Patients were severely iron overloaded at baseline (BL); 37% had serum ferritin ≥4000 ng/mL (median 3385 ng/mL). In the DFX and DFO cohorts, respectively, 93 and 78% of patients completed 24 wks of treatment. AEs leading to discontinuation were reported by 0 and 1 (1.8%) patient in the DFX and DFO cohorts, respectively. Investigator-assessed drug-related AEs were reported in 27 and 29% of patients in the DFX vs DFO cohort, respectively; most common (>5%) were gastrointestinal (DFX vs DFO cohort: diarrhea 10.4 vs 3.6%; nausea 5.2 vs 3.6%). Serious AEs (any causality) were reported in 30 and 36% of patients in the DFX vs DFO cohort, respectively. One death occurred in the DFX cohort, not considered drug-related (patient had past history of multi-organ failure). At the 3–6 month timepoint, median change from BL in serum ferritin was –196 (range –4029 to 10,168) and –400 (range –10,001 to 3908) ng/mL for DFX (n=130) and DFO (n=58) cohorts, respectively.

Up to 2 years DFX (n=188).

135 (72%) patients who received DFX completed the study; 5 (3%) patients discontinued due to AEs. Average actual dose was 21.2 ± 3.6 mg/kg/day. Most common investigator-assessed drug-related AEs (>5%) were diarrhea (11.7%), nausea (6.9%) and abdominal pain (5.3%). Drug-related serious AEs were reported in 8 (4.3%) patients; most common were increased aspartate aminotransferase (AST) and abnormal liver function test (n=2, for each). One additional death occurred; not considered drug-related (patient had history of congestive heart failure with worsening pulmonary hypertension). 4 patients had 2 consecutive serum creatinine increases >33% above BL and >upper limit of normal; increases were transient and resolved with dose adjustment or temporary interruption. Mean ± SE change from BL in serum ferritin (per-protocol, adjusted for amount of transfused blood) was –683 ± 205 ng/mL (n=87).

PK, safety and efficacy of DFX + HU (n=28) and DFX (n=160).

Mean DFX concentration (μmol/L) pre- and 2-hr post-dose were similar in patients receiving DFX + HU (n=14) vs DFX (n=81); pre-dose 13.3 vs 19.8, post-dose 74.2 vs 79.4. Mean Fe-[DFX]2 concentration (μmol/L) pre- and post-dose was similar in patients receiving DFX + HU (n=14) vs DFX (n=85); pre-dose 0.9 vs 0.6, post-dose 1.9 vs 1.7. One of 5 patients discontinuing DFX due to AEs was receiving concomitant HU. Overall the type and incidence of AEs in patients receiving DFX + HU vs DFX were similar (Table).
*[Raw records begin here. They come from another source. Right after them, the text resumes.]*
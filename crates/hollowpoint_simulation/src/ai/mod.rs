//! AI врагов: perception (overlap + raycast видимость) и behavior FSM

pub mod behavior;
pub mod perception;

pub use behavior::*;
pub use perception::*;
//! Директор огня: превращает input игрока и намерения AI в выстрелы
//!
//! Огонь разрешён только при SwitchState::Up. Каждый выстрел списывает
//! патрон, спавнит bullets_per_shot снарядов с разбросом и рассылает
//! WeaponFired (headless харнесс резолвит их hitscan'ом).

use bevy::prelude::*;
use rand_chacha::ChaCha8Rng;

use crate::collaborators::{anim, AnimatorHandle, AudioHandle, ProjectileSpawner};
use crate::combat::ammo::{spread_direction, WeaponSpec};
use crate::combat::switching::{SwitchState, WeaponSlots};
use crate::components::{AimTarget, BulletSpreadOverride, FireInput, Health, Muzzle, Player};
use crate::DeterministicRng;

/// Намерение выстрелить (AI или скрипты)
#[derive(Event, Debug, Clone, Copy)]
pub struct FireIntent {
    pub shooter: Entity,
    pub aim_point: Vec3,
    pub spread_override: Option<f32>,
}

/// Состоявшийся выстрел (по одному на снаряд)
#[derive(Event, Debug, Clone, Copy)]
pub struct WeaponFired {
    pub shooter: Entity,
    pub origin: Vec3,
    pub direction: Vec3,
    pub damage: f32,
}

#[allow(clippy::too_many_arguments)]
fn execute_shot(
    shooter: Entity,
    origin: Vec3,
    aim_point: Vec3,
    spec: &WeaponSpec,
    spread_override: Option<f32>,
    rng: &mut ChaCha8Rng,
    projectiles: &ProjectileSpawner,
    fired: &mut EventWriter<WeaponFired>,
    animator: Option<&mut AnimatorHandle>,
    audio: Option<&mut AudioHandle>,
) {
    let base_direction = (aim_point - origin).normalize_or_zero();
    if base_direction == Vec3::ZERO {
        return;
    }

    for _ in 0..spec.bullets_per_shot {
        let direction = spread_direction(
            base_direction,
            spec.bullet_spread_angle,
            spread_override,
            rng,
        );
        projectiles.0.spawn(origin, direction, shooter);
        fired.write(WeaponFired {
            shooter,
            origin,
            direction,
            damage: spec.damage,
        });
    }

    if let Some(animator) = animator {
        animator.0.trigger(anim::ATTACK);
    }
    if let (Some(audio), Some(clip)) = (audio, &spec.shoot_sound) {
        audio.0.play_one_shot(clip);
    }
}

/// Фаза огня игрока: кнопка → try_fire активного оружия → снаряды
#[allow(clippy::type_complexity)]
pub fn resolve_player_fire(
    time: Res<Time<Fixed>>,
    mut rng: ResMut<DeterministicRng>,
    projectiles: Res<ProjectileSpawner>,
    mut fired: EventWriter<WeaponFired>,
    mut players: Query<
        (
            Entity,
            &Health,
            &FireInput,
            &AimTarget,
            &Transform,
            &Muzzle,
            &mut WeaponSlots,
            Option<&BulletSpreadOverride>,
            Option<&mut AnimatorHandle>,
            Option<&mut AudioHandle>,
        ),
        With<Player>,
    >,
) {
    let now = time.elapsed_secs();

    for (entity, health, input, aim, transform, muzzle, mut slots, spread, animator, audio) in
        players.iter_mut()
    {
        if !health.is_alive() || slots.switch_state != SwitchState::Up {
            continue;
        }
        let Some(weapon) = slots.active_weapon_mut() else {
            continue;
        };
        if !weapon
            .ammo
            .handle_fire_input(&weapon.spec, input.down(), input.held, now)
        {
            continue;
        }
        let spec = weapon.spec.clone();
        execute_shot(
            entity,
            muzzle.world_origin(transform),
            aim.point,
            &spec,
            spread.map(|s| s.0),
            &mut rng.rng,
            &projectiles,
            &mut fired,
            animator.map(Mut::into_inner),
            audio.map(Mut::into_inner),
        );
    }
}

/// Фаза огня AI: FireIntent → try_fire оружия стрелка → снаряды
#[allow(clippy::type_complexity)]
pub fn resolve_fire_intents(
    time: Res<Time<Fixed>>,
    mut rng: ResMut<DeterministicRng>,
    projectiles: Res<ProjectileSpawner>,
    mut intents: EventReader<FireIntent>,
    mut fired: EventWriter<WeaponFired>,
    mut shooters: Query<(
        &Transform,
        &Muzzle,
        &mut WeaponSlots,
        Option<&mut AnimatorHandle>,
        Option<&mut AudioHandle>,
    )>,
) {
    let now = time.elapsed_secs();

    for intent in intents.read() {
        let Ok((transform, muzzle, mut slots, animator, audio)) =
            shooters.get_mut(intent.shooter)
        else {
            continue;
        };
        if slots.switch_state != SwitchState::Up {
            continue;
        }
        let Some(weapon) = slots.active_weapon_mut() else {
            continue;
        };
        if !weapon.ammo.try_fire(&weapon.spec, now) {
            continue;
        }
        let spec = weapon.spec.clone();
        execute_shot(
            intent.shooter,
            muzzle.world_origin(transform),
            intent.aim_point,
            &spec,
            intent.spread_override,
            &mut rng.rng,
            &projectiles,
            &mut fired,
            animator.map(Mut::into_inner),
            audio.map(Mut::into_inner),
        );
    }
}

/// Защёлка фронта кнопки огня; последняя фаза тика
pub fn latch_fire_input(mut inputs: Query<&mut FireInput>) {
    for mut input in inputs.iter_mut() {
        input.was_held = input.held;
    }
}
//! HOLLOWPOINT Simulation Core
//!
//! Headless геймплейное ядро FPS-прототипа на Bevy ECS: поведение врагов,
//! perception, здоровье, оружие (патроны/перезарядка/переключение), спавн.
//! Рендер, pathfinding, коллизии и звук живут в движке и внедряются через
//! trait'ы из `collaborators`; ядро детерминировано тикается в FixedUpdate.

use bevy::prelude::*;
use bevy::time::TimeUpdateStrategy;
use rand::SeedableRng;
use rand_chacha::ChaCha8Rng;
use std::time::Duration;

pub mod ai;
pub mod collaborators;
pub mod combat;
pub mod components;
pub mod logger;
pub mod movement;
pub mod spawn;

pub use ai::*;
pub use collaborators::{
    AnimatorHandle, AudioHandle, BodyHandle, LayerMask, NavHandle, PhysicsWorld,
    ProjectileSpawner,
};
pub use combat::*;
pub use components::*;
pub use movement::*;
pub use spawn::*;

/// Длительность одного тика симуляции (~60 Hz)
pub const SIM_TICK: Duration = Duration::from_micros(16_666);

/// Единый детерминированный RNG симуляции (roam точки, разброс, спавн)
#[derive(Resource)]
pub struct DeterministicRng {
    pub rng: ChaCha8Rng,
    pub seed: u64,
}

impl DeterministicRng {
    pub fn new(seed: u64) -> Self {
        Self {
            rng: ChaCha8Rng::seed_from_u64(seed),
            seed,
        }
    }
}

/// Контекст уровня (entity игрока для HUD/дебага)
#[derive(Resource, Debug, Clone, Copy)]
pub struct SimContext {
    pub player: Entity,
}

/// Ядро симуляции: все системы одной chain'нутой цепочкой в FixedUpdate.
/// Жёсткий порядок фаз: grounding → AI → огонь → патроны → переключение →
/// урон → смерть → перемещение → анимация → защёлка input.
pub struct SimulationPlugin;

impl Plugin for SimulationPlugin {
    fn build(&self, app: &mut App) {
        if !app.world().contains_resource::<DeterministicRng>() {
            app.insert_resource(DeterministicRng::new(42));
        }
        app.insert_resource(Time::<Fixed>::from_duration(SIM_TICK));

        app.add_event::<GroundedEvent>()
            .add_event::<FireIntent>()
            .add_event::<WeaponFired>()
            .add_event::<ProjectileHit>()
            .add_event::<DamageDealt>()
            .add_event::<Healed>()
            .add_event::<EntityDied>()
            .add_event::<KillIntent>()
            .add_event::<HealIntent>()
            .add_event::<ReloadIntent>()
            .add_event::<SwitchWeaponIntent>()
            .add_event::<WeaponSwitched>()
            .add_event::<RespawnRequested>();

        app.add_systems(
            FixedUpdate,
            (
                // Фаза 1: приземление
                resolve_grounding,
                // Фаза 2: behavior FSM (perception + намерения огня)
                behavior_tick,
                // Фаза 3: огонь (игрок, затем AI)
                resolve_player_fire,
                resolve_fire_intents,
                // Фаза 4: патроны и перезарядка
                apply_reload_intents,
                update_weapon_ammo,
                // Фаза 5: переключение оружия (строго после огня)
                process_switch_intents,
                advance_weapon_switch,
                // Фаза 6: урон и смерть
                apply_projectile_hits,
                apply_kill_intents,
                apply_heal_intents,
                handle_death,
                watch_player_death,
                request_enemy_respawn,
                tick_despawn,
                // Фаза 7: перемещение и анимация
                integrate_nav_velocity,
                sync_walk_animation,
                sync_landing_animation,
                // Фаза 8: защёлка фронта кнопки огня
                latch_fire_input,
            )
                .chain(),
        );
    }
}

/// Headless приложение с ручным тиком: один `app.update()` = ровно один
/// FixedUpdate тик (ManualDuration равен периоду Fixed)
pub fn create_headless_app(seed: u64) -> App {
    logger::init_logger();

    let mut app = App::new();
    app.add_plugins(MinimalPlugins)
        .insert_resource(TimeUpdateStrategy::ManualDuration(SIM_TICK))
        .insert_resource(DeterministicRng::new(seed))
        .add_plugins(SimulationPlugin);
    app
}

/// Байтовый снапшот состояния мира для сравнения прогонов.
/// Сортировка по entity index даёт стабильный порядок.
pub fn world_snapshot(world: &mut World) -> Vec<u8> {
    let mut entries: Vec<(u32, Vec3, f32, String)> = world
        .query::<(Entity, &Transform, &Health, Option<&BehaviorState>)>()
        .iter(world)
        .map(|(entity, transform, health, state)| {
            (
                entity.index(),
                transform.translation,
                health.current,
                format!("{:?}", state),
            )
        })
        .collect();
    entries.sort_by_key(|(index, ..)| *index);

    let mut bytes = Vec::new();
    for (index, position, health, state) in entries {
        bytes.extend_from_slice(&index.to_le_bytes());
        for value in [position.x, position.y, position.z, health] {
            bytes.extend_from_slice(&value.to_le_bytes());
        }
        bytes.extend_from_slice(state.as_bytes());
    }
    bytes
}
At the 21–24 month time-point, mean change in serum ferritin was –593 ng/mL (n=15) and –721 ng/mL (n=81) for DFX + HU vs DFX cohorts, respectively.

Conclusions:

Consistent with previous studies, this study confirms that deferasirox has a clinically manageable safety profile, and is comparable overall with DFO in SCD patients, with many AEs related to the underlying condition (eg, sickle cell anemia with crisis, pyrexia, infections). This study confirms the long-term efficacy of deferasirox with clinically meaningful reductions in serum ferritin over 2 years. PK, efficacy and overall safety of deferasirox were not influenced by concomitant HU.

Disclosures:

Vichinsky:Novartis: Honoraria, Research Funding. Habr:Novartis: Employment. Lynch:Novartis: Employment. Zhang:Novartis: Employment. Files:Novartis: Speakers Bureau; Medical University of South Carolina: Research contract agreement.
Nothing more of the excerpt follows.